• _DATA FOR REVIEW_
[Start of Attachment]

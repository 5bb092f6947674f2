//! Loopback HTTP server for exercising the API client in tests.
//!
//! Every request is recorded and answered by a handler closure. Responses
//! carry `Connection: close`, so each request arrives on a fresh connection.

use std::sync::{Arc, Mutex};

use tokio::io::{AsyncBufReadExt, AsyncReadExt, AsyncWriteExt, BufReader};
use tokio::net::{TcpListener, TcpStream};
use tokio::task::JoinHandle;

#[derive(Debug, Clone)]
pub struct RecordedRequest {
    pub method: String,
    pub path: String,
    pub authorization: Option<String>,
    pub body: String,
}

impl RecordedRequest {
    pub fn json(&self) -> serde_json::Value {
        serde_json::from_str(&self.body).unwrap_or(serde_json::Value::Null)
    }
}

pub enum Reply {
    Json(u16, String),
    /// Close the connection without answering
    Drop,
}

impl Reply {
    pub fn json(status: u16, body: serde_json::Value) -> Self {
        Reply::Json(status, body.to_string())
    }
}

type Handler = dyn Fn(&RecordedRequest) -> Reply + Send + Sync;

pub struct TestServer {
    base_url: String,
    requests: Arc<Mutex<Vec<RecordedRequest>>>,
    handle: JoinHandle<()>,
}

impl TestServer {
    pub async fn start<F>(handler: F) -> Self
    where
        F: Fn(&RecordedRequest) -> Reply + Send + Sync + 'static,
    {
        let listener = TcpListener::bind("127.0.0.1:0").await.unwrap();
        let addr = listener.local_addr().unwrap();
        let requests = Arc::new(Mutex::new(Vec::new()));
        let handler: Arc<Handler> = Arc::new(handler);

        let handle = tokio::spawn({
            let requests = requests.clone();
            async move {
                while let Ok((socket, _)) = listener.accept().await {
                    let requests = requests.clone();
                    let handler = handler.clone();
                    tokio::spawn(async move {
                        let _ = handle_connection(socket, requests, handler).await;
                    });
                }
            }
        });

        Self {
            base_url: format!("http://{}/api/", addr),
            requests,
            handle,
        }
    }

    pub fn base_url(&self) -> &str {
        &self.base_url
    }

    pub fn requests(&self) -> Vec<RecordedRequest> {
        self.requests.lock().unwrap().clone()
    }

    /// Requests whose path is `/api/<path>`
    pub fn requests_to(&self, path: &str) -> Vec<RecordedRequest> {
        let full = format!("/api/{}", path);
        self.requests()
            .into_iter()
            .filter(|r| r.path == full)
            .collect()
    }
}

impl Drop for TestServer {
    fn drop(&mut self) {
        self.handle.abort();
    }
}

async fn handle_connection(
    mut socket: TcpStream,
    requests: Arc<Mutex<Vec<RecordedRequest>>>,
    handler: Arc<Handler>,
) -> std::io::Result<()> {
    let (reader, mut writer) = socket.split();
    let mut reader = BufReader::new(reader);

    let mut request_line = String::new();
    reader.read_line(&mut request_line).await?;
    let mut parts = request_line.split_whitespace();
    let method = parts.next().unwrap_or_default().to_string();
    let path = parts.next().unwrap_or_default().to_string();

    let mut authorization = None;
    let mut content_length = 0usize;
    loop {
        let mut line = String::new();
        if reader.read_line(&mut line).await? == 0 {
            break;
        }
        let line = line.trim_end();
        if line.is_empty() {
            break;
        }
        if let Some((name, value)) = line.split_once(':') {
            let value = value.trim();
            if name.eq_ignore_ascii_case("authorization") {
                authorization = Some(value.to_string());
            } else if name.eq_ignore_ascii_case("content-length") {
                content_length = value.parse().unwrap_or(0);
            }
        }
    }

    let mut body = vec![0u8; content_length];
    reader.read_exact(&mut body).await?;

    let recorded = RecordedRequest {
        method,
        path,
        authorization,
        body: String::from_utf8_lossy(&body).into_owned(),
    };
    requests.lock().unwrap().push(recorded.clone());

    match handler(&recorded) {
        Reply::Json(status, body) => {
            let response = format!(
                "HTTP/1.1 {} {}\r\nContent-Type: application/json\r\nContent-Length: {}\r\nConnection: close\r\n\r\n{}",
                status,
                reason(status),
                body.len(),
                body
            );
            writer.write_all(response.as_bytes()).await?;
            writer.flush().await?;
        }
        Reply::Drop => {}
    }
    Ok(())
}

fn reason(status: u16) -> &'static str {
    match status {
        200 => "OK",
        201 => "Created",
        400 => "Bad Request",
        401 => "Unauthorized",
        404 => "Not Found",
        500 => "Internal Server Error",
        _ => "Status",
    }
}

[End of Attachment]

• _EXERCISE AIM_
Across the listing, how many lines hold the word "socket"? Please state that number only.

• _EXERCISE SOLUTION_
4